Editor's note: This conversation has been edited for brevity. It contains frank discussion of human anatomy.

The Gender Recognition Act is a bill in the California legislature authored by Senator Toni Atkins that would allow people to choose a third gender option, "nonbinary," on state documents. It would also streamline the process by which transgender people can legally change their gender.

The bill passed the Senate on party lines in May, and is currently in the Assembly. Similar laws have been passed in Oregon and Washington, D.C. Republicans are opposing the bill, as are some conservative groups, including the Pacific Justice Institute and the California Family Council.

KPBS has a first-person account from David Vance, a staff member at the San Diego LGBT Community Center who identifies as nonbinary.

Reported by Katie Schoolov

Q: What does being nonbinary mean to you?

A: The first word we have to talk about is the word binary. Specifically in the context of gender, that's referring to the social, cultural mandate that there are only two ways you can exist as a human being: man, woman, and that's it. So being nonbinary is basically not identifying with man or woman. And that means different things to different people. Some people see themselves as in between genders, some people think they don't have a gender at all. Other people experience it as a fluidity — one day I feel more masculine, one day I feel more feminine.

I'm just all over the place. There are times when I have all this make up on, but a beard. And there are other times when I am in a dress and no make up. And there are other times when I'm totally butched out. So it really just depends on the day.

Q: A lot of people nowadays are aware of the existence of transgender people, and this idea of being born in the wrong body. Is that something you experience, and can you talk about the difference between being nonbinary and being trans?

A: There are some nonbinary people who also identify as trans, but there are some nonbinary people who don't. I'm definitely on the trans spectrum. I fantasize about having a vagina all the time, but at the same time I don't dislike my penis or want to get rid of it. I honestly wish I could take a vagina on and off like underwear. But I have zero desire to have boobs. But I would love to never grow facial hair and wear make up all the time. So it's really all over the place.

Photo caption:

Photo by Katie Schoolov

David Vance greets a friend while entering Babycakes in Hillcrest, June 26, 2017.

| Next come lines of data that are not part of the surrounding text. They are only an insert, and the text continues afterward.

//! Configuration loading from cssmig.toml.

use anyhow::{Context, Result};
use serde::Deserialize;
use std::collections::BTreeMap;
use std::{fs, path::Path};

use crate::component::{ComponentAttributor, ComponentTables};
use crate::error::CssmigError;
use crate::risk::RiskClassifier;
use crate::tokens::TokenMapping;

/// File name looked up in the project root.
pub const CONFIG_FILE: &str = "cssmig.toml";

/// Main configuration structure for cssmig.toml.
#[derive(Debug, Deserialize, Default)]
pub struct CssmigConfig {
    /// Extra directory names pruned during discovery.
    pub exclude: Option<Vec<String>>,
    /// Suffix appended to backup copies (default `.bak`).
    pub backup_suffix: Option<String>,
    /// Risk property tables.
    pub risk: Option<RiskConfig>,
    /// Component attribution tables.
    pub components: Option<ComponentConfig>,
    /// Design-token migration table.
    pub tokens: Option<TokenConfig>,
    /// Output configuration.
    pub output: Option<OutputConfig>,
}

/// Replaces the built-in risk sets when present.
#[derive(Debug, Deserialize, Default)]
pub struct RiskConfig {
    pub high: Option<Vec<String>>,
    pub medium: Option<Vec<String>>,
}

/// Appended to the built-in component tables.
#[derive(Debug, Deserialize, Default)]
pub struct ComponentConfig {
    pub exact: Option<BTreeMap<String, String>>,
    pub path_hints: Option<BTreeMap<String, String>>,
}

#[derive(Debug, Deserialize, Default)]
pub struct TokenConfig {
    pub mappings: Option<BTreeMap<String, String>>,
}

/// Output configuration.
#[derive(Debug, Deserialize, Default)]
pub struct OutputConfig {
    /// Directory for audit artifacts.
    pub dir: Option<String>,
    /// Console summary format: "plain" or "json".
    pub format: Option<String>,
}

impl CssmigConfig {
    pub fn excludes(&self) -> Vec<String> {
        self.exclude.clone().unwrap_or_default()
    }
}

/// Loads configuration from cssmig.toml if it exists.
pub fn load_config(root: &Path) -> Result<Option<CssmigConfig>> {
    let path = root.join(CONFIG_FILE);
    if !path.exists() {
        return Ok(None);
    }

    let content = fs::read_to_string(&path)
        .with_context(|| format!("Failed to read {}", path.display()))?;
    let cfg = toml::from_str(&content).map_err(|e| CssmigError::config(&path, e.message()))?;
    Ok(Some(cfg))
}

/// The immutable heuristic tables used by one run.
#[derive(Debug, Clone, Default)]
pub struct Heuristics {
    pub risk: RiskClassifier,
    pub components: ComponentAttributor,
    pub tokens: TokenMapping,
}

impl Heuristics {
    /// Built-in tables, extended or replaced by `config` where it says so.
    pub fn from_config(config: Option<&CssmigConfig>) -> Self {
        let risk = match config.and_then(|c| c.risk.as_ref()) {
            Some(risk) => {
                let defaults = RiskClassifier::default();
                let high = risk
                    .high
                    .clone()
                    .unwrap_or_else(|| defaults.high_props().map(String::from).collect());
                let medium = risk
                    .medium
                    .clone()
                    .unwrap_or_else(|| defaults.medium_props().map(String::from).collect());
                RiskClassifier::new(high, medium)
            }
            None => RiskClassifier::default(),
        };

        let tokens = match config
            .and_then(|c| c.tokens.as_ref())
            .and_then(|t| t.mappings.as_ref())
        {
            Some(mappings) => TokenMapping::new(mappings.clone()),
            None => TokenMapping::default(),
        };

        Self {
            risk,
            components: ComponentAttributor::new(ComponentTables::from_config(config)),
            tokens,
        }
    }
}

#[cfg(test)]
mod tests {
    use super::*;
    use crate::risk::RiskLevel;
    use std::collections::BTreeSet;
    use std::path::PathBuf;
    use std::sync::atomic::{AtomicU64, Ordering};

    static COUNTER: AtomicU64 = AtomicU64::new(0);

    fn temp_dir(name: &str) -> PathBuf {
        let n = COUNTER.fetch_add(1, Ordering::SeqCst);
        let dir = std::env::temp_dir().join(format!("cssmig_{}_{}_{}", name, std::process::id(), n));
        fs::create_dir_all(&dir).unwrap();
        dir
    }

    const SAMPLE: &str = r##"
exclude = ["dist", "vendor"]
backup_suffix = ".orig"

[risk]
high = ["color"]

[components]
exact = { "hero-banner" = "HeroBanner" }

[tokens]
mappings = { "--old" = "--new" }

[output]
dir = "out"
format = "json"
"##;

    #[test]
    fn test_parse_full_config() {
        let cfg: CssmigConfig = toml::from_str(SAMPLE).unwrap();
        assert_eq!(cfg.excludes(), vec!["dist", "vendor"]);
        assert_eq!(cfg.backup_suffix.as_deref(), Some(".orig"));
        assert_eq!(cfg.output.as_ref().unwrap().format.as_deref(), Some("json"));
    }

    #[test]
    fn test_empty_config_is_default() {
        let cfg: CssmigConfig = toml::from_str("").unwrap();
        assert!(cfg.exclude.is_none());
        assert!(cfg.risk.is_none());
    }

    #[test]
    fn test_heuristics_from_config() {
        let cfg: CssmigConfig = toml::from_str(SAMPLE).unwrap();
        let heuristics = Heuristics::from_config(Some(&cfg));

        assert_eq!(heuristics.risk.classify(["color: red"]), RiskLevel::High);
        // medium set untouched
        assert_eq!(heuristics.risk.classify(["margin-top: 1px"]), RiskLevel::Medium);
        assert_eq!(
            heuristics.components.attribute("hero-banner", &BTreeSet::new()),
            "HeroBanner"
        );
        assert_eq!(heuristics.tokens.get("--old"), Some("--new"));
    }

    #[test]
    fn test_missing_config_file() {
        let dir = temp_dir("config_missing");
        assert!(load_config(&dir).unwrap().is_none());
        let _ = fs::remove_dir_all(&dir);
    }

    #[test]
    fn test_invalid_config_file() {
        let dir = temp_dir("config_invalid");
        fs::write(dir.join(CONFIG_FILE), "exclude = 5").unwrap();
        let err = load_config(&dir).unwrap_err();
        assert!(matches!(
            err.downcast_ref::<CssmigError>(),
            Some(CssmigError::Config { .. })
        ));
        let _ = fs::remove_dir_all(&dir);
    }
}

Q: What has the reaction been from your family?

A: I grew up in a very hyper-conservative, rural, very closed off, sheltered part of Wisconsin. For my family, they were incredibly uncomfortable with the make up for a long time. And I would post pictures and my mom would literally text me and tell me to take them down. So it took them a while. I actually didn't really have this explicitly nonbinary conversation with my family until last Thanksgiving. And once I explained to them that I just don't really feel like I'm a man or a woman, I think they really got it. Because I think anybody who actually knows me or who has known me for a long time would go, "That makes a lot of sense." And that's pretty much what their reaction was.

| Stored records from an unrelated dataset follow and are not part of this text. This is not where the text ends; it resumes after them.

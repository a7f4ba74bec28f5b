//! Tag walk over HTML collecting `class` attribute tokens.
//!
//! Intentionally simple: no full HTML parser. Comments are skipped, and the
//! raw text of `<script>` / `<style>` elements is not treated as markup.

use std::collections::BTreeSet;

use super::matchers::{is_class_name, word_spans};

const RAW_TEXT_ELEMENTS: &[&str] = &["script", "style"];

/// Union of every `class` attribute's whitespace-separated tokens.
pub fn html_class_tokens(html: &str) -> BTreeSet<String> {
    let mut classes = BTreeSet::new();
    let lower = html.to_ascii_lowercase();
    let mut pos = 0;

    while let Some(rel) = html[pos..].find('<') {
        let open = pos + rel;
        let rest = &html[open..];

        if rest.starts_with("<!--") {
            pos = rest
                .find("-->")
                .map_or(html.len(), |end| open + end + 3);
            continue;
        }

        let Some(tag_len) = find_tag_end(rest) else {
            break;
        };
        let tag = &rest[..tag_len];
        pos = open + tag_len;

        let name = tag_name(tag);
        if name.is_empty() || tag.starts_with("</") {
            continue;
        }

        for value in class_attribute_values(tag) {
            classes.extend(
                word_spans(value)
                    .into_iter()
                    .map(|(s, e)| &value[s..e])
                    .filter(|t| is_class_name(t))
                    .map(String::from),
            );
        }

        if RAW_TEXT_ELEMENTS.contains(&name.as_str()) {
            let closing = format!("</{}", name);
            pos = lower[pos..]
                .find(&closing)
                .map_or(html.len(), |end| pos + end);
        }
    }

    classes
}

/// Length of the tag starting at `<`, honoring quoted attribute values.
fn find_tag_end(tag: &str) -> Option<usize> {
    let mut quote: Option<char> = None;
    for (i, ch) in tag.char_indices().skip(1) {
        match (quote, ch) {
            (Some(q), c) if c == q => quote = None,
            (Some(_), _) => {}
            (None, '"' | '\'') => quote = Some(ch),
            (None, '>') => return Some(i + 1),
            _ => {}
        }
    }
    None
}

fn tag_name(tag: &str) -> String {
    tag.trim_start_matches('<')
        .trim_start_matches('/')
        .chars()
        .take_while(|c| c.is_ascii_alphanumeric() || *c == '-')
        .collect::<String>()
        .to_ascii_lowercase()
}

/// Values of every `class` attribute in one tag (quoted or bare).
fn class_attribute_values(tag: &str) -> Vec<&str> {
    let bytes = tag.as_bytes();
    let mut values = Vec::new();
    // skip `<name`
    let mut i = 1 + tag[1..]
        .find(|c: char| c.is_ascii_whitespace() || c == '>' || c == '/')
        .unwrap_or(tag.len() - 1);

    while i < bytes.len() {
        if bytes[i].is_ascii_whitespace() || bytes[i] == b'/' {
            i += 1;
            continue;
        }
        let name_start = i;
        while i < bytes.len()
            && !matches!(bytes[i], b'=' | b'>' | b'/')
            && !bytes[i].is_ascii_whitespace()
        {
            i += 1;
        }
        let name = &tag[name_start..i];
        if name_start == i {
            // `>` or stray `=`
            i += 1;
            continue;
        }

        while i < bytes.len() && bytes[i].is_ascii_whitespace() {
            i += 1;
        }
        if bytes.get(i) != Some(&b'=') {
            continue;
        }
        i += 1;
        while i < bytes.len() && bytes[i].is_ascii_whitespace() {
            i += 1;
        }

        let value = match bytes.get(i) {
            Some(&q) if q == b'"' || q == b'\'' => {
                let start = i + 1;
                let end = bytes[start..]
                    .iter()
                    .position(|&b| b == q)
                    .map_or(bytes.len(), |rel| start + rel);
                i = (end + 1).min(bytes.len());
                &tag[start..end]
            }
            Some(_) => {
                let start = i;
                while i < bytes.len() && !bytes[i].is_ascii_whitespace() && bytes[i] != b'>' {
                    i += 1;
                }
                &tag[start..i]
            }
            None => "",
        };

        if name.eq_ignore_ascii_case("class") {
            values.push(value);
        }
    }
    values
}

#[cfg(test)]
mod tests {
    use super::*;

    fn tokens(html: &str) -> Vec<String> {
        html_class_tokens(html).into_iter().collect()
    }

    #[test]
    fn test_quoted_and_bare_attributes() {
        assert_eq!(
            tokens(r#"<div class="a b"><p CLASS='c'><span class=d>x</span>"#),
            vec!["a", "b", "c", "d"]
        );
    }

    #[test]
    fn test_quoted_gt_inside_attribute() {
        assert_eq!(
            tokens(r#"<a title="x > y" class="link">go</a>"#),
            vec!["link"]
        );
    }

    #[test]
    fn test_script_and_style_bodies_ignored() {
        let html = r#"<script>const t = "<div class='fake'>";</script><style>.x{}</style><i class="real">"#;
        assert_eq!(tokens(html), vec!["real"]);
    }

    #[test]
    fn test_script_tag_own_class_counted() {
        assert_eq!(tokens(r#"<script class="boot"></script>"#), vec!["boot"]);
    }

    #[test]
    fn test_comments_skipped() {
        assert_eq!(tokens(r#"<!-- <b class="old"> --><b class="new">"#), vec!["new"]);
    }

    #[test]
    fn test_data_class_not_confused() {
        assert_eq!(tokens(r#"<div data-class="no" class="yes">"#), vec!["yes"]);
    }

    #[test]
    fn test_unterminated_tag() {
        assert!(tokens("<div class=\"a\"").is_empty());
    }
}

Q: What are your pronouns, and what do they mean to you?

A: My pronouns are they, them, theirs. And that is sort of replicating the idea that I'm not a man or a woman. So instead of using "he" or "she," you would use "they" because it is genderless, or lacks gender. And it also sort of implies a multiplicity, or the existence of multiple things within one person. I'm very comfortable with "she" and I love being called "she," also.

But I love how queer and sort of punk rock "they" is, because it's so subversive and it's undermining so many things. And that's exactly what nonbinary is. It's a direct challenge to these institutions and ideas that we've had for a long time. Not to say that nonbinary people are a new thing, because do a little bit of anthropological research and you will find out that nonbinary or third gender people have been around all across the world and all cultures for thousands of years. So this idea that nonbinary is something totally new or we just made it up now is a complete fallacy.

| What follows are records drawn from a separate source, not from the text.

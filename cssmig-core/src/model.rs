//! The class declaration model.
//!
//! One [`ClassRecord`] per distinct class name. Declarations, stylesheet files
//! and selectors only ever grow; usage counts are bumped once per source file.
//! Risk and component labels are filled in by [`DeclarationModel::finalize`]
//! after every file has been processed.
//!
//! All collections are ordered (`BTreeMap` / `BTreeSet`) so iteration, hashing
//! and serialized output are deterministic across runs.

use std::collections::{BTreeMap, BTreeSet};

use serde::{Deserialize, Serialize};

use crate::component::{ComponentAttributor, UNKNOWN_COMPONENT};
use crate::risk::{RiskClassifier, RiskLevel};

/// Aggregated view of a single CSS class.
#[derive(Debug, Clone, PartialEq, Eq)]
pub struct ClassRecord {
    /// Class name without the leading `.`
    pub name: String,
    /// `"property: value"` strings merged across every matching rule
    pub declarations: BTreeSet<String>,
    /// Stylesheets that contributed at least one rule
    pub source_files: BTreeSet<String>,
    /// Full selector strings that matched this class
    pub selectors: BTreeSet<String>,
    /// Number of non-CSS source files referencing this class
    pub usage_count: usize,
    /// Derived in `finalize`
    pub risk: Option<RiskLevel>,
    /// Derived in `finalize`
    pub component: Option<String>,
}

impl ClassRecord {
    fn new(name: &str) -> Self {
        Self {
            name: name.to_string(),
            declarations: BTreeSet::new(),
            source_files: BTreeSet::new(),
            selectors: BTreeSet::new(),
            usage_count: 0,
            risk: None,
            component: None,
        }
    }
}

/// Class name → record map built fresh for every run.
#[derive(Debug, Clone, Default, PartialEq, Eq)]
pub struct DeclarationModel {
    classes: BTreeMap<String, ClassRecord>,
}

impl DeclarationModel {
    pub fn new() -> Self {
        Self::default()
    }

    /// Merge one CSS rule match into the record for `class`, creating it if needed.
    pub fn record_css_match<I, S>(&mut self, class: &str, declarations: I, file: &str, selector: &str)
    where
        I: IntoIterator<Item = S>,
        S: Into<String>,
    {
        let record = self
            .classes
            .entry(class.to_string())
            .or_insert_with(|| ClassRecord::new(class));
        record
            .declarations
            .extend(declarations.into_iter().map(Into::into));
        record.source_files.insert(file.to_string());
        record.selectors.insert(selector.to_string());
    }

    /// Count one source file as a user of `class`.
    ///
    /// Only declared classes are tracked; returns `false` (and changes nothing)
    /// when `class` never appeared in a stylesheet. Callers are responsible for
    /// calling this at most once per (file, class).
    pub fn record_usage(&mut self, class: &str) -> bool {
        match self.classes.get_mut(class) {
            Some(record) => {
                record.usage_count += 1;
                true
            }
            None => false,
        }
    }

    /// Fold another (partial) model into this one.
    pub fn merge(&mut self, other: DeclarationModel) {
        for (name, incoming) in other.classes {
            match self.classes.get_mut(&name) {
                Some(existing) => {
                    existing.declarations.extend(incoming.declarations);
                    existing.source_files.extend(incoming.source_files);
                    existing.selectors.extend(incoming.selectors);
                    existing.usage_count += incoming.usage_count;
                }
                None => {
                    self.classes.insert(name, incoming);
                }
            }
        }
    }

    /// Compute risk and component labels for every record.
    pub fn finalize(&mut self, classifier: &RiskClassifier, attributor: &ComponentAttributor) {
        for record in self.classes.values_mut() {
            record.risk = Some(classifier.classify(&record.declarations));
            record.component = Some(attributor.attribute(&record.name, &record.selectors));
        }
    }

    pub fn get(&self, class: &str) -> Option<&ClassRecord> {
        self.classes.get(class)
    }

    pub fn contains(&self, class: &str) -> bool {
        self.classes.contains_key(class)
    }

    pub fn len(&self) -> usize {
        self.classes.len()
    }

    pub fn is_empty(&self) -> bool {
        self.classes.is_empty()
    }

    /// Records in class-name order.
    pub fn records(&self) -> impl Iterator<Item = &ClassRecord> {
        self.classes.values()
    }

    /// Class names in sorted order.
    pub fn class_names(&self) -> impl Iterator<Item = &str> {
        self.classes.keys().map(String::as_str)
    }

    /// Serializable audit document keyed by class name.
    pub fn to_audit_document(&self) -> BTreeMap<String, AuditEntry> {
        self.classes
            .iter()
            .map(|(name, record)| (name.clone(), AuditEntry::from(record)))
            .collect()
    }
}

/// One class in the persisted audit JSON.
#[derive(Debug, Clone, PartialEq, Eq, Serialize, Deserialize)]
pub struct AuditEntry {
    pub declarations: Vec<String>,
    pub files: Vec<String>,
    pub count: usize,
    pub selectors: Vec<String>,
    pub risk: RiskLevel,
    pub component: String,
}

impl From<&ClassRecord> for AuditEntry {
    fn from(record: &ClassRecord) -> Self {
        Self {
            declarations: record.declarations.iter().cloned().collect(),
            files: record.source_files.iter().cloned().collect(),
            count: record.usage_count,
            selectors: record.selectors.iter().cloned().collect(),
            risk: record.risk.unwrap_or(RiskLevel::Low),
            component: record
                .component
                .clone()
                .unwrap_or_else(|| UNKNOWN_COMPONENT.to_string()),
        }
    }
}

#[cfg(test)]
mod tests {
    use super::*;

    #[test]
    fn test_record_css_match_creates_and_merges() {
        let mut model = DeclarationModel::new();
        model.record_css_match("btn", ["color: red"], "a.css", ".btn");
        model.record_css_match("btn", ["margin: 0", "color: red"], "b.css", ".btn:hover");

        let record = model.get("btn").unwrap();
        assert_eq!(record.declarations.len(), 2);
        assert_eq!(record.source_files.len(), 2);
        assert!(record.selectors.contains(".btn:hover"));
    }

    #[test]
    fn test_same_rule_twice_is_idempotent() {
        let mut model = DeclarationModel::new();
        model.record_css_match("btn", ["color: red"], "a.css", ".btn");
        model.record_css_match("btn", ["color: red"], "a.css", ".btn");

        let record = model.get("btn").unwrap();
        assert_eq!(
            record.declarations.iter().collect::<Vec<_>>(),
            vec!["color: red"]
        );
        assert_eq!(record.source_files.len(), 1);
    }

    #[test]
    fn test_merge_order_does_not_matter() {
        let mut first = DeclarationModel::new();
        first.record_css_match("card", ["padding: 4px"], "a.css", ".card");
        let mut second = DeclarationModel::new();
        second.record_css_match("card", ["color: blue"], "b.css", ".card");

        let mut ab = first.clone();
        ab.merge(second.clone());
        let mut ba = second;
        ba.merge(first);

        assert_eq!(ab, ba);
    }

    #[test]
    fn test_usage_only_for_declared_classes() {
        let mut model = DeclarationModel::new();
        model.record_css_match("btn", ["color: red"], "a.css", ".btn");

        assert!(model.record_usage("btn"));
        assert!(!model.record_usage("ghost"));
        assert_eq!(model.get("btn").unwrap().usage_count, 1);
        assert!(!model.contains("ghost"));
    }

    #[test]
    fn test_audit_entry_defaults_before_finalize() {
        let mut model = DeclarationModel::new();
        model.record_css_match("x", Vec::<String>::new(), "a.css", ".x");
        let doc = model.to_audit_document();
        assert_eq!(doc["x"].risk, RiskLevel::Low);
        assert_eq!(doc["x"].component, UNKNOWN_COMPONENT);
    }
}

Q: Describe your ideal world in terms of how our society should view gender.

A: The term I like to use is gender anarchy. Not to say that everybody needs to be nonbinary and man and woman should totally die as ideas. First and foremost, I would want a world where there are no expectations about how you should look, how you should dress, what things you should be interested in — none of that should be dependent on what's between your legs. And if we don't assign genders or expectations or behaviors on people on the basis of what's between their legs, that totally expands what gender can be. You can be fluid. You can wear a dress one day if you feel like it. You can wear a dirty pair of jeans the other day if you feel like it. There's so much policing around gender, and making sure that you are in line with the gender you were assigned at birth.

We're still so fixed on the idea of man and woman. And that might be partly biological, but intersex people are way more prevalent than people realize. Intersex is when somebody is born with ambiguous genitalia — some male genitals and some female genitals. So even the existence of intersex people is a challenge to our ideas of, not only gender, but sex and biology.

Photo caption:

Photo by Katie Schoolov

Pill bottles of Truvada, the drug that prevents HIV infection, sit on the desk of David Vance at the San Diego LGBT Community Center, June 26, 2017.

Q: How does your gender identity inform the work you do at The Center?

A: I am the PrEP coodinator at The Center — PrEP is a once-a-day pill that prevents HIV infection. The biggest part of my job is just helping people get on PrEP. The work we're trying to do right now is center the trans community in our HIV testing and PrEP outreach and education. So that's been really cool for me because I consider myself under the trans umbrella. It really helps me connect with my clients. The conversations that I can have with another nonbinary person or with a trans person are on a different level, because there's such a high level of empathy and understanding and trust. And trust is absolutely huge in relationships with clients.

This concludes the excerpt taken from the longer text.